RECORDS PROVIDED.
//! BRIEF binary descriptors for place recognition.

use image::GrayImage;
use nalgebra::Vector2;
use rand::rngs::StdRng;
use rand::{Rng, SeedableRng};

use crate::map::Descriptor;

/// Half-width of the sampling window around a keypoint.
const PATCH_RADIUS: i64 = 15;

/// Fixed seed so every extractor draws the same comparison pattern.
const PATTERN_SEED: u64 = 42;

/// Computes 256-bit BRIEF descriptors from grayscale intensity comparisons
/// on a fixed random pattern.
pub struct BriefExtractor {
    pairs: Vec<((i64, i64), (i64, i64))>,
}

impl BriefExtractor {
    pub fn new() -> Self {
        let mut rng = StdRng::seed_from_u64(PATTERN_SEED);
        let mut offset = move || {
            (
                rng.gen_range(-PATCH_RADIUS..=PATCH_RADIUS),
                rng.gen_range(-PATCH_RADIUS..=PATCH_RADIUS),
            )
        };
        let pairs = (0..256).map(|_| (offset(), offset())).collect();
        Self { pairs }
    }

    /// Describe the given keypoints, returning `(pixel, descriptor)` rows.
    ///
    /// Keypoints whose sampling window leaves the image are dropped, so the
    /// output may have fewer rows than the input; callers must match rows
    /// back by pixel rather than by index.
    pub fn extract(
        &self,
        image: &GrayImage,
        keypoints: &[Vector2<f64>],
    ) -> Vec<(Vector2<f64>, Descriptor)> {
        keypoints
            .iter()
            .filter_map(|pixel| self.describe(image, pixel).map(|d| (*pixel, d)))
            .collect()
    }

    fn describe(&self, image: &GrayImage, center: &Vector2<f64>) -> Option<Descriptor> {
        let cx = center.x.round() as i64;
        let cy = center.y.round() as i64;
        let fits = cx >= PATCH_RADIUS
            && cy >= PATCH_RADIUS
            && cx + PATCH_RADIUS < i64::from(image.width())
            && cy + PATCH_RADIUS < i64::from(image.height());
        if !fits {
            return None;
        }
        let sample = |dx: i64, dy: i64| {
            image.get_pixel((cx + dx) as u32, (cy + dy) as u32).0[0]
        };
        let mut bytes = [0u8; 32];
        for (bit, &((ax, ay), (bx, by))) in self.pairs.iter().enumerate() {
            if sample(ax, ay) < sample(bx, by) {
                bytes[bit / 8] |= 1 << (bit % 8);
            }
        }
        Some(Descriptor(bytes))
    }
}

impl Default for BriefExtractor {
    fn default() -> Self {
        Self::new()
    }
}
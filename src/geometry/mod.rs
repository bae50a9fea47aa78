//! Geometry utilities: SE3 transforms, camera model, PnP solving.

pub mod camera;
pub mod pnp;
pub mod se3;

pub use camera::CameraModel;
pub use pnp::{solve_pnp_ransac, PnpConfig, PnpResult};
pub use se3::SE3;
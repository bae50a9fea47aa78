//! Backend orchestration and cross-thread plumbing.
//!
//! Contains the top-level `SlamBackend` that spawns and coordinates the
//! refiner and relocation threads, the shared state they operate on, and
//! the forward-propagation protocol that keeps live tracking consistent
//! with background rewrites.

pub mod backend;
pub mod propagation;
pub mod shared_state;
pub mod tracking_link;

pub use backend::{BackendConfig, SlamBackend};
pub use propagation::{PropagationReport, Propagator};
pub use shared_state::SharedState;
pub use tracking_link::{TrackingLink, TrackingState};
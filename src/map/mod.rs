//! The keyframe map and its data model.

pub mod keyframe;
pub mod landmark;
pub mod map;
pub mod types;

pub use keyframe::{
    Descriptor, ImuSummary, Keyframe, Keypoint, LoopConstraint, NavsatFix, ScanFeatures,
    VisualFeatures,
};
pub use landmark::{Landmark, LandmarkStore};
pub use map::{KeyframeMap, MapError};
pub use types::{KeyframeId, LandmarkId, Timestamp};
use std::collections::BTreeMap;

use nalgebra::Vector3;

use crate::map::types::LandmarkId;

/// A 3D visual landmark in world coordinates.
#[derive(Debug, Clone, Copy)]
pub struct Landmark {
    pub id: LandmarkId,
    pub position: Vector3<f64>,
}

/// Owner of all landmarks. Keyframe features point at entries here by id
/// only, so destroying or rewriting a landmark never dangles a reference.
#[derive(Debug, Default)]
pub struct LandmarkStore {
    landmarks: BTreeMap<LandmarkId, Landmark>,
    next_id: u64,
}

impl LandmarkStore {
    pub fn new() -> Self {
        Self::default()
    }

    /// Create a landmark at the given world position, returning its id.
    pub fn create(&mut self, position: Vector3<f64>) -> LandmarkId {
        let id = LandmarkId::new(self.next_id);
        self.next_id += 1;
        self.landmarks.insert(id, Landmark { id, position });
        id
    }

    pub fn get(&self, id: LandmarkId) -> Option<&Landmark> {
        self.landmarks.get(&id)
    }

    pub fn position_of(&self, id: LandmarkId) -> Option<Vector3<f64>> {
        self.landmarks.get(&id).map(|lm| lm.position)
    }

    pub fn set_position(&mut self, id: LandmarkId, position: Vector3<f64>) {
        if let Some(landmark) = self.landmarks.get_mut(&id) {
            landmark.position = position;
        }
    }

    pub fn len(&self) -> usize {
        self.landmarks.len()
    }

    pub fn is_empty(&self) -> bool {
        self.landmarks.is_empty()
    }

    pub fn iter(&self) -> impl Iterator<Item = &Landmark> {
        self.landmarks.values()
    }
}
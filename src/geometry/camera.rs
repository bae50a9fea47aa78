use nalgebra::{Vector2, Vector3};

/// Pinhole camera intrinsics. The body frame is the optical frame:
/// z forward, x right, y down.
#[derive(Debug, Clone, Copy, PartialEq)]
pub struct CameraModel {
    pub fx: f64,
    pub fy: f64,
    pub cx: f64,
    pub cy: f64,
}

impl CameraModel {
    pub fn new(fx: f64, fy: f64, cx: f64, cy: f64) -> Self {
        Self { fx, fy, cx, cy }
    }

    /// Project a body-frame point to pixel coordinates.
    /// Returns `None` for points at or behind the image plane.
    pub fn project(&self, point: &Vector3<f64>) -> Option<Vector2<f64>> {
        if point.z <= 0.0 {
            return None;
        }
        Some(Vector2::new(
            self.fx * point.x / point.z + self.cx,
            self.fy * point.y / point.z + self.cy,
        ))
    }

    /// Back-project a pixel at the given depth into the body frame.
    pub fn unproject(&self, pixel: &Vector2<f64>, depth: f64) -> Vector3<f64> {
        Vector3::new(
            (pixel.x - self.cx) / self.fx * depth,
            (pixel.y - self.cy) / self.fy * depth,
            depth,
        )
    }
}
use std::thread;
use std::time::Duration;

use anyhow::Result;
use nalgebra::{UnitQuaternion, Vector3};
use tracing::info;
use tracing_subscriber::EnvFilter;

use fusion_slam::cloud::PointCloud;
use fusion_slam::geometry::SE3;
use fusion_slam::map::{Keyframe, ScanFeatures, Timestamp};
use fusion_slam::system::{BackendConfig, SlamBackend};

/// Fixed world structure the simulated sensor observes: a sparse lattice
/// covering the demo loop's area.
fn structure() -> PointCloud {
    let mut points = Vec::new();
    let mut x = -2.0;
    while x <= 22.0 {
        let mut y = -2.0;
        while y <= 22.0 {
            points.push(Vector3::new(x, y, 1.0));
            points.push(Vector3::new(x, y, 2.5));
            y += 1.8;
        }
        x += 1.8;
    }
    PointCloud::from_points(points)
}

/// True position after walking `steps` two-unit steps around a 20-unit
/// square, counter-clockwise from the origin.
fn square_position(steps: usize) -> Vector3<f64> {
    let d = (2 * (steps % 40)) as f64;
    let (x, y) = match d {
        d if d < 20.0 => (d, 0.0),
        d if d < 40.0 => (20.0, d - 20.0),
        d if d < 60.0 => (60.0 - d, 20.0),
        d => (0.0, 80.0 - d),
    };
    Vector3::new(x, y, 0.0)
}

fn world_pose(position: Vector3<f64>) -> SE3 {
    SE3::new(UnitQuaternion::identity(), -position)
}

/// Drives the backend with a synthetic square loop whose stored poses
/// accumulate drift, then walks off to break the revisit streak. The
/// relocation engine should close the loop and pull the trajectory back
/// onto the structure.
fn main() -> Result<()> {
    tracing_subscriber::fmt()
        .with_env_filter(
            EnvFilter::try_from_default_env().unwrap_or_else(|_| EnvFilter::new("info")),
        )
        .init();

    let mut backend = SlamBackend::new(None, BackendConfig::default());
    let shared = backend.shared_state().clone();
    let world = structure();
    let full_drift = Vector3::new(0.3, -0.2, 0.0);

    info!("feeding a 40-step square loop with {:.2} m of drift", full_drift.norm());
    for step in 0..=40 {
        let time = Timestamp::new(step as f64 * 0.5);
        let true_pose = world_pose(square_position(step));
        let drift = full_drift * (step as f64 / 40.0);
        let stored_pose = world_pose(square_position(step) + drift);

        let mut kf = Keyframe::new(time, stored_pose);
        kf.scan = Some(ScanFeatures::new(
            world.transformed(&true_pose),
            PointCloud::new(),
        ));
        shared.map.write().insert(kf)?;
        shared.tracking.publish(time, stored_pose);
        shared.publish_backend_head(time);
        thread::sleep(Duration::from_millis(25));
    }

    // leave the loop so the revisit streak ends and the episode finalizes
    for (i, x) in [0.0, 4.0, 8.0].into_iter().enumerate() {
        let time = Timestamp::new(20.5 + i as f64 * 0.5);
        let pose = world_pose(Vector3::new(x, -15.0, 0.0));
        shared.map.write().insert(Keyframe::new(time, pose))?;
        shared.tracking.publish(time, pose);
        shared.publish_backend_head(time);
        thread::sleep(Duration::from_millis(25));
    }

    // let the consumers drain and the correction commit
    thread::sleep(Duration::from_secs(2));

    {
        let map = shared.map.read();
        let anchors = map.iter().filter(|kf| kf.loop_constraint.is_some()).count();
        let closing = map
            .iter()
            .find(|kf| kf.loop_constraint.is_some())
            .map(|kf| (kf.time, kf.position()));
        info!(
            "map holds {} keyframes, {} loop anchors, {} corrections recorded",
            map.len(),
            anchors,
            shared.submaps.lock().len()
        );
        if let Some((time, position)) = closing {
            info!(
                "loop closed at {time}: position [{:.2}, {:.2}] (true [0.00, 0.00] + residual drift)",
                position.x, position.y
            );
        }
    }
    if let Some(state) = shared.tracking.snapshot() {
        let position = state.pose.inverse().translation;
        info!(
            "live tracking at {}: [{:.2}, {:.2}]",
            state.time, position.x, position.y
        );
    }
    info!("global map holds {} points", backend.global_map().len());

    backend.shutdown();
    Ok(())
}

REQUIRED ACTION.
Find the string "info" in the entries above. Copy each line where it occurs.

RESPONSE TO THE TASK.
use tracing::info;
            EnvFilter::try_from_default_env().unwrap_or_else(|_| EnvFilter::new("info")),
    info!("feeding a 40-step square loop with {:.2} m of drift", full_drift.norm());
        info!(
            info!(
        info!(
    info!("global map holds {} points", backend.global_map().len());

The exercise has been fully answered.